***** Material for this task *****
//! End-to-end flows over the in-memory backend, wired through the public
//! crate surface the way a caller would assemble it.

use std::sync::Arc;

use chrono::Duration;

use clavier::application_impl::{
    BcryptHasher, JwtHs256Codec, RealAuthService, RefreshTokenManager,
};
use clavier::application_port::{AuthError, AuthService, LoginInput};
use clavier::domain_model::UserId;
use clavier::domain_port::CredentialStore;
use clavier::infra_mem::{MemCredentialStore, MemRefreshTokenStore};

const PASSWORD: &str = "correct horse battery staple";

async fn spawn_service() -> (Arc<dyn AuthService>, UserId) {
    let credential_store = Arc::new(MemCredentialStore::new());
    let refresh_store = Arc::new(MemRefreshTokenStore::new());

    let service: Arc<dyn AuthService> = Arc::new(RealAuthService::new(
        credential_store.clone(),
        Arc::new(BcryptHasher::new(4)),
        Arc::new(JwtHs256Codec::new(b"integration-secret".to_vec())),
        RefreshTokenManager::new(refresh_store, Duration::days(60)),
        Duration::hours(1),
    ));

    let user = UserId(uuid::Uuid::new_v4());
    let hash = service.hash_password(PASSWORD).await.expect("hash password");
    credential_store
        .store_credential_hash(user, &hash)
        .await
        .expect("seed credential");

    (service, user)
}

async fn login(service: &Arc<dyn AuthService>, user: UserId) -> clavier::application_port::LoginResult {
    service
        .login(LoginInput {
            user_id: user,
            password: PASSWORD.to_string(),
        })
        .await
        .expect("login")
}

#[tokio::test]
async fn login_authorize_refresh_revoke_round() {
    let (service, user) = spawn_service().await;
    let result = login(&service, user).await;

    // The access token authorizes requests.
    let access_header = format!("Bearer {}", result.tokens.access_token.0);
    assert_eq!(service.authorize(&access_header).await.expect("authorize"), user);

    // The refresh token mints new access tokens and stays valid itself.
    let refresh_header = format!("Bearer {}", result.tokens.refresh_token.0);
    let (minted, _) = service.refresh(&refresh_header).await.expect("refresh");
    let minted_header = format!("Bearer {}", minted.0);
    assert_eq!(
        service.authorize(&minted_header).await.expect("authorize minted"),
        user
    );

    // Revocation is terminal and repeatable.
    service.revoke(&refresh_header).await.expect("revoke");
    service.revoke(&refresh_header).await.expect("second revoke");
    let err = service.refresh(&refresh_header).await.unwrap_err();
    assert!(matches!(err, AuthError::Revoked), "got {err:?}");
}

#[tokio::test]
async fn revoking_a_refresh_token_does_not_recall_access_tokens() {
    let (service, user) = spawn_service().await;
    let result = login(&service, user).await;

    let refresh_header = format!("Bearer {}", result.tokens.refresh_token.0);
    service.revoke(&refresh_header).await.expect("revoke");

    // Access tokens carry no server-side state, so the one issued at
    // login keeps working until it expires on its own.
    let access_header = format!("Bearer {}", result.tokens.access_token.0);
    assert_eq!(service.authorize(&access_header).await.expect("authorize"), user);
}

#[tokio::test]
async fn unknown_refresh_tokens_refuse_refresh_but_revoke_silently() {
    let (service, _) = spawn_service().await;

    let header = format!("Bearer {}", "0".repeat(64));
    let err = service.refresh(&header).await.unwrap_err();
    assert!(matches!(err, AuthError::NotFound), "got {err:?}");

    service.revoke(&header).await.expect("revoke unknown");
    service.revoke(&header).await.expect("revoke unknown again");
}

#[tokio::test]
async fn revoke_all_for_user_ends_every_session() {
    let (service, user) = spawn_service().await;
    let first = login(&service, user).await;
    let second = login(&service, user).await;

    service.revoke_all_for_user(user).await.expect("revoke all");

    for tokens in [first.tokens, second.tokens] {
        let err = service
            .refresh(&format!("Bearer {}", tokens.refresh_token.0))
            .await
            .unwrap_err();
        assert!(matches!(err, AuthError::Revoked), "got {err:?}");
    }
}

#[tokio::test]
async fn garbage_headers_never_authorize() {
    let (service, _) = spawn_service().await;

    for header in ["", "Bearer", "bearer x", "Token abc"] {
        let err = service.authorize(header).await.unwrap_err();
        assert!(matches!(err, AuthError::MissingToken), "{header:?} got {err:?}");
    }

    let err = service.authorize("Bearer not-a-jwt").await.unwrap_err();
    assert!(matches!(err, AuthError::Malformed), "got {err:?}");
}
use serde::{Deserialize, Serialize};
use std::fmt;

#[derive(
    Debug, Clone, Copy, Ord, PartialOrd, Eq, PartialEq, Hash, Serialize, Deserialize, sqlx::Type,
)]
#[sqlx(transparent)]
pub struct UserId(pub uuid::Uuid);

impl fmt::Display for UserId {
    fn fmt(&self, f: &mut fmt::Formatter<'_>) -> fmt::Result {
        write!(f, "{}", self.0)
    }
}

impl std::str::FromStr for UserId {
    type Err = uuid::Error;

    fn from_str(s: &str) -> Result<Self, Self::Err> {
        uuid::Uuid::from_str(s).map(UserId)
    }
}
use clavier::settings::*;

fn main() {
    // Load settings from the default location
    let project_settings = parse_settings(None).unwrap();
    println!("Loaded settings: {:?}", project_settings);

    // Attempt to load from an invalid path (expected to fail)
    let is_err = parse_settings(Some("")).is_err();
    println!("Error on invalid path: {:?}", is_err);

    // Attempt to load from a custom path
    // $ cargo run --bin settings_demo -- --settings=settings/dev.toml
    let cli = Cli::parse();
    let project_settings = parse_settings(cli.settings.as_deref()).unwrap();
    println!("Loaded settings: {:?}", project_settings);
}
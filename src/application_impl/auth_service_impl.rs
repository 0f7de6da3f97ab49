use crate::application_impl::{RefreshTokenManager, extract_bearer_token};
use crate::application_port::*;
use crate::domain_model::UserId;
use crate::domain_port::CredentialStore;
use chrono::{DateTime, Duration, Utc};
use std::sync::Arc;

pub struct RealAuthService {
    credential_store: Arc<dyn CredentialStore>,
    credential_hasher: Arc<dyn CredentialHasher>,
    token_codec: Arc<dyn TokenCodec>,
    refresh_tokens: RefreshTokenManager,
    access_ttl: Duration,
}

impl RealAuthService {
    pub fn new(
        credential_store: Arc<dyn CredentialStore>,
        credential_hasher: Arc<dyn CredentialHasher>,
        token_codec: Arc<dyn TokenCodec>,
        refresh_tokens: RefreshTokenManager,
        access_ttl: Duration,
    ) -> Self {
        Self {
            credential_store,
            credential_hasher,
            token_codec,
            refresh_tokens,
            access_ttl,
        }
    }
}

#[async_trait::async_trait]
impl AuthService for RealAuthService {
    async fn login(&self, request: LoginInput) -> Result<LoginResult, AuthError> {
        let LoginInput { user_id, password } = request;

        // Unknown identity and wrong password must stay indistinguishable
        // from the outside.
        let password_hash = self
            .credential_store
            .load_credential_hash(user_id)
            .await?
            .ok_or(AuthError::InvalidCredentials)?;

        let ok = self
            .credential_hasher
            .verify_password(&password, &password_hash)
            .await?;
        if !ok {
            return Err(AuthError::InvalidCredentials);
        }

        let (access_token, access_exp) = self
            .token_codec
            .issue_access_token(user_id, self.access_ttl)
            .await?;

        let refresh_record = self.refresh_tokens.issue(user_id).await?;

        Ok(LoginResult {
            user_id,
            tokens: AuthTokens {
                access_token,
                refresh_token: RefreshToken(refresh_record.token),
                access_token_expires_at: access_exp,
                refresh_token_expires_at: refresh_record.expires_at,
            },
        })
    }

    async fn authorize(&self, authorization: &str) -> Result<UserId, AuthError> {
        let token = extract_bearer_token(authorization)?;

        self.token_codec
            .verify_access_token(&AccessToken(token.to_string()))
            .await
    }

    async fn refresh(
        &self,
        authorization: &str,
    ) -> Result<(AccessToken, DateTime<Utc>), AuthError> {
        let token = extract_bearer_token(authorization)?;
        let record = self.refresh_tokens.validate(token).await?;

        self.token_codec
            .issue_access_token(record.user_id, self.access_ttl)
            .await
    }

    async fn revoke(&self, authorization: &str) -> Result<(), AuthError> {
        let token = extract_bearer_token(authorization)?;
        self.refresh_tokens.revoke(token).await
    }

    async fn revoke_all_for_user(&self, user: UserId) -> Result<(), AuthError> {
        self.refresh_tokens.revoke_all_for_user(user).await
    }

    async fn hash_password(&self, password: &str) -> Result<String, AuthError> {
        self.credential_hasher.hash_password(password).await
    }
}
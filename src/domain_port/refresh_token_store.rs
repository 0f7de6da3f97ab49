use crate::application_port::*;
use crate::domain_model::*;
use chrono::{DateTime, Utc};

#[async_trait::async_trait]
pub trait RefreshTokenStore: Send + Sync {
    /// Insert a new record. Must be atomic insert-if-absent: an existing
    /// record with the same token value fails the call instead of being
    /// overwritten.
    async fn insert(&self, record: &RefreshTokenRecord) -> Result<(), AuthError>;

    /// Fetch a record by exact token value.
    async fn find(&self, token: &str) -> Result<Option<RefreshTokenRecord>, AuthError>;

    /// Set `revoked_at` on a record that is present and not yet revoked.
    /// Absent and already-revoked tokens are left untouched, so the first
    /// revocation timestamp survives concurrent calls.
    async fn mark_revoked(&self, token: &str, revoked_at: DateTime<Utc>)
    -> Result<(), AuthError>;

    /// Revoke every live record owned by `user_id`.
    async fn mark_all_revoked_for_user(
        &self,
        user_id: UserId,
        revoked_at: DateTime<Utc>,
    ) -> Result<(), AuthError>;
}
*****
***** Material for this task *****
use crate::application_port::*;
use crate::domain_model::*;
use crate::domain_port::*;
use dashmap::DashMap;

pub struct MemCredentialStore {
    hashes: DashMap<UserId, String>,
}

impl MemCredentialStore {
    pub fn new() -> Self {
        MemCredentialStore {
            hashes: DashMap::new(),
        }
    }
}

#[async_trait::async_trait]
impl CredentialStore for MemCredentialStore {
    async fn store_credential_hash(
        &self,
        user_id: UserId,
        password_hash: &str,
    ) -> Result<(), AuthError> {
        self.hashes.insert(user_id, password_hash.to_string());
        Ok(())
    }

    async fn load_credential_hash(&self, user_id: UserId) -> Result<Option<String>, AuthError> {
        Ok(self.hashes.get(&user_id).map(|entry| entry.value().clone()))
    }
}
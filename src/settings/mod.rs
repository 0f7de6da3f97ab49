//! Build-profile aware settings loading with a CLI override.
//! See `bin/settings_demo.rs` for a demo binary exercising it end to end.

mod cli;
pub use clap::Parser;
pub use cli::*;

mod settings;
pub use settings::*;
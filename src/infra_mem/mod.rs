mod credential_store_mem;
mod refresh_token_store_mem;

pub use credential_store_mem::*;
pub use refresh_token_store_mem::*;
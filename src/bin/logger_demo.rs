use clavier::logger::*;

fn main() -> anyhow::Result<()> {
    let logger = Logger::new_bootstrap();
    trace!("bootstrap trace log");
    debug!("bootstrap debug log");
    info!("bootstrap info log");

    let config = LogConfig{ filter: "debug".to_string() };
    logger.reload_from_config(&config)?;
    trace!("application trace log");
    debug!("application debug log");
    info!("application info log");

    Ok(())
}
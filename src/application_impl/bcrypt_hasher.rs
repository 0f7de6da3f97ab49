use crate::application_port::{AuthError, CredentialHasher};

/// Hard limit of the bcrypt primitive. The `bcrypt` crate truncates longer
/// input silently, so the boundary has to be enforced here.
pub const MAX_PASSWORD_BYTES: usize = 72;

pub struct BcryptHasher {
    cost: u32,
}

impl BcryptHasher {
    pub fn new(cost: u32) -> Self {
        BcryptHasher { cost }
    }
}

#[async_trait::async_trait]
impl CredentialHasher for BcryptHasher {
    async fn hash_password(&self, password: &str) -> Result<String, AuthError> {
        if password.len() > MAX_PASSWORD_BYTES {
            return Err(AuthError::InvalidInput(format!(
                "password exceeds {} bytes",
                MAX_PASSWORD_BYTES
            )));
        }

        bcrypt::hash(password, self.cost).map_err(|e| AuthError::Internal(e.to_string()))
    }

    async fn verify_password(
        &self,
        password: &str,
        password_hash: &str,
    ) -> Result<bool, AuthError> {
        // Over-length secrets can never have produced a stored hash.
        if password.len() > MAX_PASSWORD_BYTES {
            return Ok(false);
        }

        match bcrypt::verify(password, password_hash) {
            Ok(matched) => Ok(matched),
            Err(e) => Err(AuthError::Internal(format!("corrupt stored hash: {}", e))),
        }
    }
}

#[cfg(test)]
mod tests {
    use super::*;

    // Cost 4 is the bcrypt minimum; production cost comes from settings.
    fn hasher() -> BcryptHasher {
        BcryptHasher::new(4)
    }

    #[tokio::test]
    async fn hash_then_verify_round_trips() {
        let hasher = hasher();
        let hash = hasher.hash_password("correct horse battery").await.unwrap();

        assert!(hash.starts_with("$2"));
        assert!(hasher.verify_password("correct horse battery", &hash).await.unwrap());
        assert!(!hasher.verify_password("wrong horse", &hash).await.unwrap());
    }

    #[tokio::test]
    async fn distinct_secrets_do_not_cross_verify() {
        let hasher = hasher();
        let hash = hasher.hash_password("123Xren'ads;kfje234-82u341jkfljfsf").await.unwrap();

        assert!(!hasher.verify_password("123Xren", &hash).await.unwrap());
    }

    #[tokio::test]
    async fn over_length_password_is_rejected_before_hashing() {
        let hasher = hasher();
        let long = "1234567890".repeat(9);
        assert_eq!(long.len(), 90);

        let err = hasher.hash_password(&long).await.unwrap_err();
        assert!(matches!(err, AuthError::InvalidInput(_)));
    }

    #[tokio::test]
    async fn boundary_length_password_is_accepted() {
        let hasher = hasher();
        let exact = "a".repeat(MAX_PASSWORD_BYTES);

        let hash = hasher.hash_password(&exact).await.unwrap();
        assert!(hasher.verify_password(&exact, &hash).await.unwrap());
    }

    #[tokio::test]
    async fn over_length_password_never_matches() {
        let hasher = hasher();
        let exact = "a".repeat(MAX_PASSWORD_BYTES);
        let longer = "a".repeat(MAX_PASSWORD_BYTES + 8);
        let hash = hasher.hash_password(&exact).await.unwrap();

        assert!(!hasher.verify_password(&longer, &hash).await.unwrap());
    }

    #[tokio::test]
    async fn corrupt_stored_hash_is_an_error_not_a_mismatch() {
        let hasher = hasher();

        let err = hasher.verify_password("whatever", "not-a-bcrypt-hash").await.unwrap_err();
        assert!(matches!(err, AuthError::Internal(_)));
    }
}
*****
**Problem:**
Spot every line in the entries that includes the word "AccessToken", and copy each one out.

**Response to this exercise:**
            .verify_access_token(&AccessToken(token.to_string()))
    ) -> Result<(AccessToken, DateTime<Utc>), AuthError> {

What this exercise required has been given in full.